If this is your first reef tank I would suggest starting with soft corals (zoo's, mushrooms, leathers etc) they will allow larger swings and lack of stability which is bound to happen with a new reefer.

Without knowing more about your system you may not be able to keep SPS successfully and trying to do this right out of the shoot will only cause frustration and distaste for the hobby.

This can't be said enough but taking things slow is always your best friend.


----------



## J_T (Mar 25, 2011)

Lots of good advice here. And I agree! Learn the feel for your tank. Then start with harder to keep stuff.

What is your fish list!

Posted with my Xperia, using Tapatalk 2


----------



## macKRAZY (Feb 15, 2012)

bigfishy said:


> "THAT" long!?!
> 
> I don't know if I can hold on for that long, I already got a list of fish and corals that I wanted to buy


lol im exactly where you are but being as patient as i can! but its true what J_T says.. learn the feel of your tank! i find that better than any advice given by ppl
how bigs your tank? i would love to see some pics!
i personally started my 15 with zoos and GSPs!
im waiting a couple weeks to add xenias... UNLESS i can get a great deal


----------



## bigfishy (Jun 19, 2009)

J_T said:


> Lots of good advice here. And I agree! Learn the feel for your tank. Then start with harder to keep stuff.
> 
> What is your fish list!
> 
> Posted with my Xperia, using Tapatalk 2


flame wrasse 
snowflake clown



macKRAZY said:


> lol im exactly where you are but being as patient as i can! but its true what J_T says.. learn the feel of your tank! i find that better than any advice given by ppl
> how bigs your tank? i would love to see some pics!
> i personally started my 15 with zoos and GSPs!
> im waiting a couple weeks to add xenias... UNLESS i can get a great deal


27G with 20G sump

I went to a lfs this evening, and the employee lured me into buying a Dendrophyllia Coral frag



no more visiting fish store!!! till the end of July!!!!


----------



## teemee (Aug 29, 2009)

Alex, your tank is way too small for a flame wrasse...
Sorry!
Get lots of nice small things instead:
Helfrichi firefish 
possum wrasses
jawfish
gobies
etc...


----------



## Ctp416 (Nov 23, 2011)

bigfishy said:


> flame wrasse
> snowflake clown
> 
> 27G with 20G sump
> ...


How long has your tank been up and running?


----------



## teemee (Aug 29, 2009)

That is one of the absolutely hardest corals to keep, hands down. My tank is non photosynthetic (NPS) dominated, and I've given up. Good luck, but chances are its not going to last very long. You'd be better off with some zoos - if you want, I can trade for some. But consider it a favor...!


----------



## bigfishy (Jun 19, 2009)

teemee said:


> Alex, your tank is way too small for a flame wrasse...
> Sorry!
> Get lots of nice small things instead:
> Helfrichi firefish
> ...


I see! but I read from a site, the minimum require space for a flame wrasse is 24" x 12" x 12"
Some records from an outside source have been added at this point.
//! Domain Entities - Core business objects
//!
//! Entities carry identity and business rules, independent of storage.

pub mod achievement;
pub mod project;
pub mod task;
pub mod update;
pub mod user;

pub use achievement::{
    AchievementDefinition, AchievementKind, AchievementView, EarnedAchievement,
    ACHIEVEMENT_CATALOG,
};
pub use project::{
    title_prefix, Project, ProjectGroup, ProjectId, ProjectProgress, ProjectStatus,
    TITLE_SEPARATOR,
};
pub use task::{Task, TaskId, TaskStatus};
pub use update::{Rating, UpdateId, WeeklyUpdate};
pub use user::{RoleGrant, User, UserId};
my tank is 27" x 16" x 16" 

I saw little clown grouper and coral grouper going for $20 - $40 ... tempted too... xD lol!

and so are those Great Barracuda at Big Als... <3

I like Scorpion fish, Batfish (Ogcocephalidae sp), frog fish, angels and angler

It's not going to happen till I start converting those 100G+ in the basement

Until then,

I will just stick to a pair of clown fish! ^^


----------



## teemee (Aug 29, 2009)

I don't know... 
In terms of tan requirements, I usually check on Live aquaria, or Wetweb media... Live aquaria says min. 90g for a flame wrasse... 
And just so you know, there is no such thing as a little coral grouper... they get big... and will probably eat tons of your livestock!
Batfish aren't reef safe, and again, get huge.
Scorpions have poisonous spines (hurt like at @@#$#), and along with anglers can swallow fish up to 2/3~ their size. They kind of need their own tank, unfortunately. 
Some angels are reef safe, some aren't. You could get a dwarf angel for your 27g.



bigfishy said:


> I see! but I read from a site, the minimum require space for a flame wrasse is 24" x 12" x 12"
> 
> my tank is 27" x 16" x 16"
> 
> ...


----------



## bigfishy (Jun 19, 2009)

Ctp416 said:


> How long has your tank been up and running?


I started it out on Monday

Tuesday, added sand

Wednesday, hooked up protein skimmer and sump, but got a leak and almost flooded the whole hallway

Thursday, I was wondering why cyano bacteria are growing super fast in the tank (purple live rocks changing to dull red)

Friday morning, I discovered my hydrometer was a dud, and the water was nearly as salty as the dead sea

Friday afternoon (took half of a day off work), came home and changed 20G of pure RO water to drop the salinity to 1.0255

Friday evening, walk past a fish store and got lured into the coral frags 

  

I am rushing things again! >.<'' Shame on me! >.<''


----------



## teemee (Aug 29, 2009)

Not even a week?!?
Its too soon to have anything in there, let alone a dendronepthya!


----------



## bigfishy (Jun 19, 2009)

It's not dendronepthya, it's some type of sun coral o.o

I know!  I feel bad now! 

In the other hand, it looks so cute! Hmmmmm... Bubblegums


----------



## iBetta (Jun 19, 2011)

that looks like a sun coral branchy type. how much did that cost? O: well as long as u feed it it should be ok, the tissue will regrow. but u need commitment on those feedings


----------



## Syed (Oct 20, 2010)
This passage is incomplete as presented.